I've been reading my Advantages Response Cards and I do think that is a good exercise I will continue. I have just about stopped eating standing. About my only transgression this week was to stand with my mouth still full to get something Natalie wanted. I think I am eating slow enough. It takes me over twice as long to eat as it does my hubby.
I'm glad I'm on this Beck journey!!
Friday, January 21, 2011
Day 10 is to choose realistic goals. I don't think I'm having trouble choosing unrealistic goals. Last year I proved that maintaining my weight between 129-135 is realistic, because I did it. Now I'm trying to reduce that range to 124-130. I'm not sure that is realistic, but I'll try it and see. If it isn'trealistic, I'll be happy at last year's range.
By the way, I was down 1.8 pounds from yesterday morning. Still feel a little bloated from that mistake. Live and learn. Deal with the consequences.

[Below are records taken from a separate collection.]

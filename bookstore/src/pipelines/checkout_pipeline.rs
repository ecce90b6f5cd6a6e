// bookstore/src/pipelines/checkout_pipeline.rs

//! Checkout in three request-sized pipelines: build the draft from the cart,
//! open a hosted payment session for it, and persist it once paid.

use crate::checkout::CheckoutStage;
use crate::errors::AppError;
use crate::gateway::{CheckoutSessionRequest, GatewayLineItem, SESSION_ID_PLACEHOLDER};
use crate::models::OrderDraft;
use crate::pipelines::contexts::{BuildDraftCtxData, SaveOrderCtxData, StartPaymentCtxData};
use chrono::Utc;
use shopflow::{ContextData, FlowRegistry, Pipeline, PipelineControl, SkipCondition};
use std::sync::Arc;
use tracing::{error, info, warn};
use validator::Validate;

pub fn register_build_draft_pipeline(flows: &FlowRegistry<AppError>) {
  let mut p = Pipeline::<BuildDraftCtxData, AppError>::new(&[
    ("validate_shipping", false, None),
    ("snapshot_cart", false, None),
    ("build_draft", false, None),
  ]);

  p.on_step("validate_shipping", |ctx_data: ContextData<BuildDraftCtxData>| {
    Box::pin(async move {
      let (shipping, stage) = {
        let guard = ctx_data.read();
        (guard.shipping.clone(), guard.current_stage)
      };
      if !stage.can_transition_to(CheckoutStage::DraftBuilt) {
        warn!(?stage, "Checkout: draft cannot be rebuilt from this stage.");
        return Ok(PipelineControl::Stop);
      }
      shipping.validate()?;
      Ok::<_, AppError>(PipelineControl::Continue)
    })
  });

  p.on_step("snapshot_cart", |ctx_data: ContextData<BuildDraftCtxData>| {
    Box::pin(async move {
      let (customer_id, store) = {
        let guard = ctx_data.read();
        (guard.customer_id.clone(), guard.app_state.store.clone())
      };
      let lines = store.cart_lines(&customer_id).await?;
      if lines.is_empty() {
        info!(%customer_id, "Checkout: cart is empty, nothing to draft.");
        return Ok(PipelineControl::Stop);
      }
      ctx_data.write().lines = lines;
      Ok::<_, AppError>(PipelineControl::Continue)
    })
  });

  p.on_step("build_draft", |ctx_data: ContextData<BuildDraftCtxData>| {
    Box::pin(async move {
      let mut guard = ctx_data.write();
      let draft = OrderDraft::from_cart(&guard.customer_id, guard.shipping.clone(), &guard.lines, Utc::now());
      info!(
        customer_id = %draft.customer_id,
        total_cents = draft.total_cents,
        lines = draft.lines.len(),
        "Checkout: draft order built."
      );
      guard.draft = Some(draft);
      Ok::<_, AppError>(PipelineControl::Continue)
    })
  });

  flows.register_pipeline(p);
  info!("Build Draft pipeline registered.");
}

pub fn register_start_payment_pipeline(flows: &FlowRegistry<AppError>) {
  let mut p = Pipeline::<StartPaymentCtxData, AppError>::new(&[
    ("open_payment_session", false, None),
    ("record_session_id", false, None),
  ]);

  p.on_step("open_payment_session", |ctx_data: ContextData<StartPaymentCtxData>| {
    Box::pin(async move {
      let (request, gateway) = {
        let guard = ctx_data.read();
        let config = &guard.app_state.config;
        let request = CheckoutSessionRequest {
          client_reference: guard.draft.customer_id.clone(),
          currency: config.currency.clone(),
          line_items: guard
            .draft
            .lines
            .iter()
            .map(|line| GatewayLineItem {
              name: line.title.clone(),
              unit_amount_cents: i64::from(line.price_cents),
              quantity: i64::from(line.quantity),
            })
            .collect(),
          success_url: format!(
            "{}/Shop/SaveOrder?session_id={}",
            config.app_base_url, SESSION_ID_PLACEHOLDER
          ),
          cancel_url: format!("{}/Shop/Cart", config.app_base_url),
        };
        (request, guard.app_state.gateway.clone())
      };

      let hosted = gateway.create_checkout_session(&request).await?;
      info!(session_id = %hosted.id, amount_cents = request.amount_total_cents(), "Checkout: payment session opened.");
      ctx_data.write().hosted = Some(hosted);
      Ok::<_, AppError>(PipelineControl::Continue)
    })
  });

  p.on_step("record_session_id", |ctx_data: ContextData<StartPaymentCtxData>| {
    Box::pin(async move {
      let mut guard = ctx_data.write();
      let session_id = guard
        .hosted
        .as_ref()
        .map(|h| h.id.clone())
        .ok_or_else(|| AppError::Internal("Payment session missing after open_payment_session step.".to_string()))?;
      guard.draft.payment_session_id = Some(session_id);
      Ok::<_, AppError>(PipelineControl::Continue)
    })
  });

  flows.register_pipeline(p);
  info!("Start Payment pipeline registered.");
}

pub fn register_save_order_pipeline(flows: &FlowRegistry<AppError>) {
  let no_payment_session: SkipCondition<SaveOrderCtxData> =
    Arc::new(|ctx_data: ContextData<SaveOrderCtxData>| ctx_data.read().draft.payment_session_id.is_none());

  let mut p = Pipeline::<SaveOrderCtxData, AppError>::new(&[
    ("verify_payment", false, Some(no_payment_session)),
    ("settle_order", false, None),
  ]);

  p.on_step("verify_payment", |ctx_data: ContextData<SaveOrderCtxData>| {
    Box::pin(async move {
      let (expected, received, gateway) = {
        let guard = ctx_data.read();
        (
          guard.draft.payment_session_id.clone(),
          guard.callback_session_id.clone(),
          guard.app_state.gateway.clone(),
        )
      };
      let expected = expected.unwrap_or_default();

      if received.as_deref() != Some(expected.as_str()) {
        warn!(%expected, ?received, "Save Order: callback session id does not match the draft.");
        return Err(AppError::Payment(
          "Payment session does not match the pending order.".to_string(),
        ));
      }
      if !gateway.is_session_paid(&expected).await? {
        warn!(session_id = %expected, "Save Order: payment not completed.");
        return Err(AppError::Payment("Payment has not been completed.".to_string()));
      }
      info!(session_id = %expected, "Save Order: payment confirmed.");
      Ok(PipelineControl::Continue)
    })
  });

  p.on_step("settle_order", |ctx_data: ContextData<SaveOrderCtxData>| {
    Box::pin(async move {
      let (draft, store) = {
        let guard = ctx_data.read();
        (guard.draft.clone(), guard.app_state.store.clone())
      };
      if draft.total_cents != draft.lines_total_cents() {
        error!(
          total_cents = draft.total_cents,
          lines_total_cents = draft.lines_total_cents(),
          "Save Order: draft total disagrees with its lines."
        );
        return Err(AppError::Internal("Draft order total is inconsistent.".to_string()));
      }

      let order = store.settle_order(&draft).await?;
      info!(order_id = order.id, customer_id = %order.customer_id, "Save Order: order settled.");
      ctx_data.write().order = Some(order);
      Ok(PipelineControl::Continue)
    })
  });

  flows.register_pipeline(p);
  info!("Save Order pipeline registered.");
}
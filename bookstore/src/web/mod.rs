// bookstore/src/web/mod.rs

pub mod extractors;
pub mod handlers;
pub mod routes;
pub mod session;

pub use routes::configure_app_routes;
pub use session::session_middleware;
// shopflow/src/lib.rs

//! Shopflow: a small asynchronous step-pipeline engine.
//!
//! A [`Pipeline`] is an ordered list of named steps. Each step can carry
//! `before`, `on` and `after` handlers that run against a shared
//! [`ContextData`] and decide whether the flow goes on
//! ([`PipelineControl::Continue`]) or halts early ([`PipelineControl::Stop`]).
//! Steps may be optional or skipped by a predicate over the context.
//!
//! A [`FlowRegistry`] stores one pipeline per context type, so request
//! handlers only need to build a context value and call
//! [`FlowRegistry::run`].

pub mod core;
pub mod error;
pub mod pipeline;
pub mod registry;

pub use crate::core::context::Handler;
pub use crate::core::context_data::ContextData;
pub use crate::core::control::{PipelineControl, PipelineResult};
pub use crate::core::step::{SkipCondition, StepDef};

pub use crate::pipeline::definition::Pipeline;

pub use crate::error::{FlowError, FlowResult};

pub use crate::registry::FlowRegistry;
// bookstore/src/web/extractors.rs

use crate::errors::AppError;
use crate::web::session::{resolve_customer_id, signed_in_user};
use actix_session::SessionExt;
use actix_web::{dev::Payload, FromRequest, HttpRequest};
use futures_util::future::{ready, Ready};
use tracing::warn;

/// The visitor's customer key, resolved (and bound to the session if new)
/// before the handler runs.
#[derive(Debug, Clone)]
pub struct CustomerKey(pub String);

impl FromRequest for CustomerKey {
  type Error = AppError;
  type Future = Ready<Result<Self, Self::Error>>;

  fn from_request(req: &HttpRequest, _payload: &mut Payload) -> Self::Future {
    ready(resolve_customer_id(&req.get_session()).map(CustomerKey))
  }
}

/// A signed-in principal; rejects the request with 401 otherwise.
#[derive(Debug, Clone)]
pub struct SignedInUser {
  pub email: String,
}

impl FromRequest for SignedInUser {
  type Error = AppError;
  type Future = Ready<Result<Self, Self::Error>>;

  fn from_request(req: &HttpRequest, _payload: &mut Payload) -> Self::Future {
    let result = match signed_in_user(&req.get_session()) {
      Ok(Some(email)) => Ok(SignedInUser { email }),
      Ok(None) => {
        warn!(path = %req.path(), "Sign-in required.");
        Err(AppError::Auth("You must be signed in to continue.".to_string()))
      }
      Err(e) => Err(e),
    };
    ready(result)
  }
}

Thursday, January 20, 2011
Yesterday I blew it, but I am far from giving up. I analyzed what happened and see how I can prevent it again in the future.
Yesterday I had a light breakfast at home before a meeting (I represented our agency) and then at 10:45 I had brunch with some colleagues. When I got to work at 11:45, the boss asked me to go with her to a Chamber of Commerce lunch meeting. I reminded her I'd already eaten, and she said that was okay. So I just had water and watched everyone else eat an elaborate catered meal. I wasn't hungry, so it was not too tortuous. The dessert looked awfully good, though.

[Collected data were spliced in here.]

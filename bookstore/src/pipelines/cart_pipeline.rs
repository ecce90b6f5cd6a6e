// bookstore/src/pipelines/cart_pipeline.rs

use crate::errors::AppError;
use crate::models::{CartSummary, MAX_LINE_QUANTITY};
use crate::pipelines::contexts::{AddToCartCtxData, ViewCartCtxData};
use shopflow::{ContextData, FlowRegistry, Pipeline, PipelineControl};
use tracing::{info, warn};

pub fn register_add_to_cart_pipeline(flows: &FlowRegistry<AppError>) {
  let mut p = Pipeline::<AddToCartCtxData, AppError>::new(&[
    ("validate_quantity", false, None),
    ("load_book", false, None),
    ("upsert_cart_line", false, None),
  ]);

  p.on_step("validate_quantity", |ctx_data: ContextData<AddToCartCtxData>| {
    Box::pin(async move {
      let quantity = ctx_data.read().quantity;
      if quantity <= 0 {
        warn!(quantity, "Add to Cart: non-positive quantity rejected.");
        return Err(AppError::Validation("Quantity must be a positive number.".to_string()));
      }
      if quantity > MAX_LINE_QUANTITY {
        warn!(quantity, "Add to Cart: quantity above the per-line limit rejected.");
        return Err(AppError::Validation(format!(
          "Quantity cannot exceed {} per book.",
          MAX_LINE_QUANTITY
        )));
      }
      Ok(PipelineControl::Continue)
    })
  });

  p.on_step("load_book", |ctx_data: ContextData<AddToCartCtxData>| {
    Box::pin(async move {
      let (book_id, store) = {
        let guard = ctx_data.read();
        (guard.book_id, guard.app_state.store.clone())
      };

      match store.find_book(book_id).await? {
        Some(book) => {
          ctx_data.write().book = Some(book);
          Ok(PipelineControl::Continue)
        }
        None => {
          warn!(book_id, "Add to Cart: book not found.");
          Err(AppError::NotFound(format!("Book with ID {} not found.", book_id)))
        }
      }
    })
  });

  p.on_step("upsert_cart_line", |ctx_data: ContextData<AddToCartCtxData>| {
    Box::pin(async move {
      let (customer_id, book, quantity, store) = {
        let guard = ctx_data.read();
        (
          guard.customer_id.clone(),
          guard.book.clone(),
          guard.quantity,
          guard.app_state.store.clone(),
        )
      };
      let book = book.ok_or_else(|| AppError::Internal("Book missing after load_book step.".to_string()))?;

      let item = store.add_or_increment(&customer_id, &book, quantity).await?;
      info!(
        %customer_id,
        book_id = book.id,
        new_quantity = item.quantity,
        "Add to Cart: line upserted."
      );
      ctx_data.write().cart_item = Some(item);
      Ok::<_, AppError>(PipelineControl::Continue)
    })
  });

  // Keeps the navigation badge in step with the cart just changed.
  p.after_step("upsert_cart_line", |ctx_data: ContextData<AddToCartCtxData>| {
    Box::pin(async move {
      let (customer_id, store) = {
        let guard = ctx_data.read();
        (guard.customer_id.clone(), guard.app_state.store.clone())
      };
      let lines = store.cart_lines(&customer_id).await?;
      ctx_data.write().summary = CartSummary::of(&lines);
      Ok::<_, AppError>(PipelineControl::Continue)
    })
  });

  flows.register_pipeline(p);
  info!("Add to Cart pipeline registered.");
}

pub fn register_view_cart_pipeline(flows: &FlowRegistry<AppError>) {
  let mut p = Pipeline::<ViewCartCtxData, AppError>::new(&[
    ("load_cart_lines", false, None),
    ("summarize_cart", false, None),
  ]);

  p.on_step("load_cart_lines", |ctx_data: ContextData<ViewCartCtxData>| {
    Box::pin(async move {
      let (customer_id, store) = {
        let guard = ctx_data.read();
        (guard.customer_id.clone(), guard.app_state.store.clone())
      };
      let lines = store.cart_lines(&customer_id).await?;
      ctx_data.write().lines = lines;
      Ok::<_, AppError>(PipelineControl::Continue)
    })
  });

  p.on_step("summarize_cart", |ctx_data: ContextData<ViewCartCtxData>| {
    Box::pin(async move {
      let summary = CartSummary::of(&ctx_data.read().lines);
      ctx_data.write().summary = summary;
      Ok::<_, AppError>(PipelineControl::Continue)
    })
  });

  flows.register_pipeline(p);
  info!("View Cart pipeline registered.");
}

The boss and I worked hard all afternoon. Around 3 we took a potty break and a vendor came in selling flats of strawberries. The boss and I split a flat, although we didn't eat any. Around 6pm we wrapped it up. I hadn't had anything to eat since 11am. I foolishly put the 1/2 flat of strawberried in the passenger seat for the 18 mile commute home.
Well, the strawberries didn't make it home. I had eaten 3 pints before I knew it. I just wasn't thinking about strawberries being a problem. Honestly, after about 2 pints it did occur to me that I was eating too many. I could have stopped then. But I didn't. I kept munching until I drove in the driveway.
Next time, even if boss is really pushing me to produce, I'm going to take a snack break and not let myself get so hungry. I could have even had a small serving of strawberries before I left and put the rest in the trunk. Next time I'll remember to consciously praise myself for managing not to eat at the chamber function. Next time I'll remind myself that when I realize I'm overeating and choose to stop I am strengthening my resistence muscle, while when I give in I'm strengthening my giving in muscle!!
This morning I was up on the scale over 3 pounds. I know I didn't eat 10,500 calories of strawberries, so I'll be patient, drink lots of water and see this binge weight disappear on its own. On one hand, I don't want to be too hard on myself, but I do not want to eat this way. I do not want to be a person who overeats anything. I know, progress, not perfection, is my goal. I know I have come a long way. I know I have a ways to go.